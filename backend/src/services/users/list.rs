use crate::auth::AdminUser;
use crate::db::users;
use crate::error::AppResult;
use crate::state::AppState;
use actix_web::{web, HttpResponse};

pub(crate) async fn process(_admin: AdminUser, state: web::Data<AppState>) -> AppResult<HttpResponse> {
    let all = state.store.read(users::list)?;
    Ok(HttpResponse::Ok().json(all))
}
use serde::{Deserialize, Serialize};

/// Fixed page size of every list view.
pub const PER_PAGE: u32 = 30;

/// One page of a list view.
#[derive(Debug, Clone, PartialEq, Serialize, Deserialize)]
pub struct Page<T> {
    pub items: Vec<T>,
    pub page: u32,
    pub per_page: u32,
    pub total: u64,
    pub pages: u32,
    pub has_next: bool,
    pub has_prev: bool,
}

impl<T> Page<T> {
    pub fn new(items: Vec<T>, page: u32, total: u64) -> Self {
        let pages = total.div_ceil(PER_PAGE as u64) as u32;
        Page {
            items,
            page,
            per_page: PER_PAGE,
            total,
            pages,
            has_next: page < pages,
            has_prev: page > 1,
        }
    }

    /// Row offset of `page` (1-based; anything below 1 is treated as 1).
    pub fn offset(page: u32) -> u64 {
        (page.max(1) as u64 - 1) * PER_PAGE as u64
    }
}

......

Where does "state" appear in the records above? Copy each line that holds it.

Result for this exercise ->
use crate::state::AppState;
pub(crate) async fn process(_admin: AdminUser, state: web::Data<AppState>) -> AppResult<HttpResponse> {
    let all = state.store.read(users::list)?;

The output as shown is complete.